Harline provides an unusual kind of balm in the form of an epically raw and genuine account of his mission. This isn't a tell-all expose (pretty much the worst sin a missionary commits in this book is writing a letter on a not-P day). This isn't, obviously, a missionary hagiography, either. Instead, it is real life, lived in the mundane middle. We get very few missionary narratives like this. Which is precisely why the young Elder Harline was able to begin his mission with such an absurdly optimistic expectation for what his mission would be like. (At the risk of thread-jacking my own post: this is the problem we have with a lot of rhetoric in Mormon culture. We only hear the glory stories from happy RMs, happy mothers, happy marriages, etc. We don't usually hear the hard stories, and so if it is hard for us, the difficulty is compounded by the fact that we think we are alone and must be doing something wrong.) Throughout the book, he describes immense (internal) struggles along with a scant, precious few rays of light that end up revealing an awful lot about God and, I think, ultimately make this a faith-promoting book. (Faith-promoting in the real world of real life. Not faith-promoting in the sense of perpetuating a faith-promoting-but-ultimately-unsustainable view of life.)
And he's funny, so that helps. When you can't get past the front matter without laughing, you suspect that he (and you) will be OK in the end. The book can be a little over-written, a little trying-too-hard-to-write-cleverly and be funny. But sometimes it is brilliant, like when he compares the examination of his motives to the public dissections in old Dutch paintings.

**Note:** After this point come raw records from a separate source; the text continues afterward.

//! Document splicing and merging, end to end.

use pagedeck::assemble::Assembler;
use pagedeck::document::DocumentRegistry;
use pagedeck::ops;
use pagedeck::sequence::PageSequence;

use crate::common::{assert_markers, handle};

#[test]
fn single_splice_inserts_whole_document() {
    let base = handle(3, "Base");
    let other = handle(2, "Ins");
    let seq = PageSequence::from_document(&base);

    let spliced = ops::splice_document_at(&seq, 1, &other).unwrap();

    let mut registry = DocumentRegistry::new();
    registry.insert(base);
    registry.insert(other);

    let bytes = Assembler::without_compression()
        .assemble(&spliced, &registry)
        .unwrap();

    assert_markers(
        &bytes,
        &[
            "Base-Page-1",
            "Ins-Page-1",
            "Ins-Page-2",
            "Base-Page-2",
            "Base-Page-3",
        ],
    );
}

#[test]
fn batch_splice_anchors_resolve_against_original_numbering() {
    // Five-page base; insert A after page 1 and B after page 3. The B
    // anchor means "after what the user saw as page 3", even though A's
    // two pages land first.
    let base = handle(5, "Base");
    let insert_a = handle(2, "A");
    let insert_b = handle(2, "B");
    let seq = PageSequence::from_document(&base);

    // Submitted in reverse order; anchors still resolve correctly
    let spliced =
        ops::splice_documents_at(&seq, &[(3, &insert_b), (1, &insert_a)]).unwrap();

    let mut registry = DocumentRegistry::new();
    registry.insert(base);
    registry.insert(insert_a);
    registry.insert(insert_b);

    let bytes = Assembler::without_compression()
        .assemble(&spliced, &registry)
        .unwrap();

    assert_markers(
        &bytes,
        &[
            "Base-Page-1",
            "A-Page-1",
            "A-Page-2",
            "Base-Page-2",
            "Base-Page-3",
            "B-Page-1",
            "B-Page-2",
            "Base-Page-4",
            "Base-Page-5",
        ],
    );
}

#[test]
fn anchor_zero_inserts_before_the_first_page() {
    let base = handle(2, "Base");
    let cover = handle(1, "Cover");
    let seq = PageSequence::from_document(&base);

    let spliced = ops::splice_documents_at(&seq, &[(0, &cover)]).unwrap();

    let mut registry = DocumentRegistry::new();
    registry.insert(base);
    registry.insert(cover);

    let bytes = Assembler::without_compression()
        .assemble(&spliced, &registry)
        .unwrap();

    assert_markers(&bytes, &["Cover-Page-1", "Base-Page-1", "Base-Page-2"]);
}

#[test]
fn inserts_sharing_an_anchor_keep_submission_order() {
    let base = handle(2, "Base");
    let first = handle(1, "First");
    let second = handle(1, "Second");
    let seq = PageSequence::from_document(&base);

    let spliced =
        ops::splice_documents_at(&seq, &[(1, &first), (1, &second)]).unwrap();

    let mut registry = DocumentRegistry::new();
    registry.insert(base);
    registry.insert(first);
    registry.insert(second);

    let bytes = Assembler::without_compression()
        .assemble(&spliced, &registry)
        .unwrap();

    assert_markers(
        &bytes,
        &["Base-Page-1", "First-Page-1", "Second-Page-1", "Base-Page-2"],
    );
}

#[test]
fn merge_concatenates_documents_in_order() {
    let first = handle(2, "A");
    let second = handle(1, "B");
    let third = handle(2, "C");

    let merged = ops::merge(&[
        PageSequence::from_document(&first),
        PageSequence::from_document(&second),
        PageSequence::from_document(&third),
    ])
    .unwrap();

    let mut registry = DocumentRegistry::new();
    registry.insert(first);
    registry.insert(second);
    registry.insert(third);

    let bytes = Assembler::without_compression()
        .assemble(&merged, &registry)
        .unwrap();

    assert_markers(
        &bytes,
        &["A-Page-1", "A-Page-2", "B-Page-1", "C-Page-1", "C-Page-2"],
    );
}

#[test]
fn merge_then_edit_then_assemble() {
    // Combine two documents, drop a page, rotate another: the sequence
    // layer composes freely across sources.
    let first = handle(2, "A");
    let second = handle(2, "B");

    let merged = ops::merge(&[
        PageSequence::from_document(&first),
        PageSequence::from_document(&second),
    ])
    .unwrap();

    let trimmed = ops::remove_at(&merged, &[1usize].into_iter().collect()).unwrap();
    let rotated = ops::set_rotation(&trimmed, 2, 90).unwrap();

    let mut registry = DocumentRegistry::new();
    registry.insert(first);
    registry.insert(second);

    let bytes = Assembler::without_compression()
        .assemble(&rotated, &registry)
        .unwrap();

    assert_markers(&bytes, &["A-Page-1", "B-Page-1", "B-Page-2"]);
    assert_eq!(crate::common::page_rotations(&bytes), vec![0, 0, 90]);
}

And when he recounts personal inspiration that, fittingly, comes in the most mundane of ways. And the fact that, nearly forty years later, he still felt somewhat traumatized by his mission made me feel . . . less lame about the minor problems that I fret about today. The real battles in life (for some of us anyway) are huge, if small, and Harline's book is a welcome exploration of them.

Review copy provided by publisher.

 Cross-posted to Times and Seasons.




1 comment:

Susan said...

Huh. Never heard of this one, but it sounds absolutely fascinating. I'm definitely going to add it to my TBR list. Thanks for the compelling review!